◆ Aim of the task: Beginning with the first line of the data below, extract each line up to and including the one containing "pub fn is_auth(&self)". Copy them exactly and add nothing.

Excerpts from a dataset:
--
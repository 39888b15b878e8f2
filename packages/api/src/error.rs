//! Error types for the inventory API client.

use thiserror::Error;

use crate::claims::ClaimsError;

/// Result type alias for API operations.
pub type Result<T> = std::result::Result<T, ApiError>;

/// Message shown when a request never received a response.
pub const NETWORK_ERROR_MESSAGE: &str =
    "Could not reach the server. Check your connection and try again.";

/// Error types for the inventory API client.
#[derive(Error, Debug)]
pub enum ApiError {
    /// No bearer token is stored; raised before any request is built.
    #[error("No token found")]
    MissingToken,

    /// The request was sent but no response came back.
    #[error("{0}")]
    Network(String),

    /// The backend answered with a non-success status.
    #[error("{message}")]
    Backend { status: u16, message: String },

    /// The backend answered 2xx but the payload failed a shape check.
    #[error("{0}")]
    InvalidResponse(String),

    /// A form payload failed client-side validation.
    #[error("{0}")]
    Validation(String),

    #[error("Invalid session token: {0}")]
    Claims(#[from] ClaimsError),

    #[error(transparent)]
    Storage(#[from] store::StorageError),

    /// Any other transport failure, passed through unchanged.
    #[error(transparent)]
    Transport(#[from] reqwest::Error),

    #[error("JSON error: {0}")]
    Json(#[from] serde_json::Error),
}

impl ApiError {
    /// The HTTP status, when the backend produced one.
    pub fn status(&self) -> Option<u16> {
        match self {
            ApiError::Backend { status, .. } => Some(*status),
            ApiError::Transport(e) => e.status().map(|s| s.as_u16()),
            _ => None,
        }
    }

    /// True when the error means the stored credentials are missing or rejected.
    pub fn is_auth(&self) -> bool {
        matches!(self, ApiError::MissingToken | ApiError::Claims(_))
            || matches!(self.status(), Some(401))
    }

    pub(crate) fn invalid_format() -> Self {
        ApiError::InvalidResponse("Invalid response format".to_string())
    }
}

#[cfg(test)]
mod tests {
    use super::*;

    #[test]
    fn test_messages() {
        assert_eq!(ApiError::MissingToken.to_string(), "No token found");
        assert_eq!(
            ApiError::invalid_format().to_string(),
            "Invalid response format"
        );
        let backend = ApiError::Backend {
            status: 404,
            message: "Producto no encontrado".into(),
        };
        assert_eq!(backend.to_string(), "Producto no encontrado");
        assert_eq!(backend.status(), Some(404));
    }

    #[test]
    fn test_is_auth() {
        assert!(ApiError::MissingToken.is_auth());
        assert!(ApiError::Backend { status: 401, message: String::new() }.is_auth());
        assert!(!ApiError::Backend { status: 500, message: String::new() }.is_auth());
        assert!(!ApiError::Network(NETWORK_ERROR_MESSAGE.into()).is_auth());
    }
}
--
◆ Answer for the task:
repository 39888b15b878e8f2
filename packages/api/src/error.rs
//! Error types for the inventory API client.

use thiserror::Error;

use crate::claims::ClaimsError;

/// Result type alias for API operations.
pub type Result<T> = std::result::Result<T, ApiError>;

/// Message shown when a request never received a response.
pub const NETWORK_ERROR_MESSAGE: &str =
    "Could not reach the server. Check your connection and try again.";

/// Error types for the inventory API client.
#[derive(Error, Debug)]
pub enum ApiError {
    /// No bearer token is stored; raised before any request is built.
    #[error("No token found")]
    MissingToken,

    /// The request was sent but no response came back.
    #[error("{0}")]
    Network(String),

    /// The backend answered with a non-success status.
    #[error("{message}")]
    Backend { status: u16, message: String },

    /// The backend answered 2xx but the payload failed a shape check.
    #[error("{0}")]
    InvalidResponse(String),

    /// A form payload failed client-side validation.
    #[error("{0}")]
    Validation(String),

    #[error("Invalid session token: {0}")]
    Claims(#[from] ClaimsError),

    #[error(transparent)]
    Storage(#[from] store::StorageError),

    /// Any other transport failure, passed through unchanged.
    #[error(transparent)]
    Transport(#[from] reqwest::Error),

    #[error("JSON error: {0}")]
    Json(#[from] serde_json::Error),
}

impl ApiError {
    /// The HTTP status, when the backend produced one.
    pub fn status(&self) -> Option<u16> {
        match self {
            ApiError::Backend { status, .. } => Some(*status),
            ApiError::Transport(e) => e.status().map(|s| s.as_u16()),
            _ => None,
        }
    }

    /// True when the error means the stored credentials are missing or rejected.
    pub fn is_auth(&self) -> bool {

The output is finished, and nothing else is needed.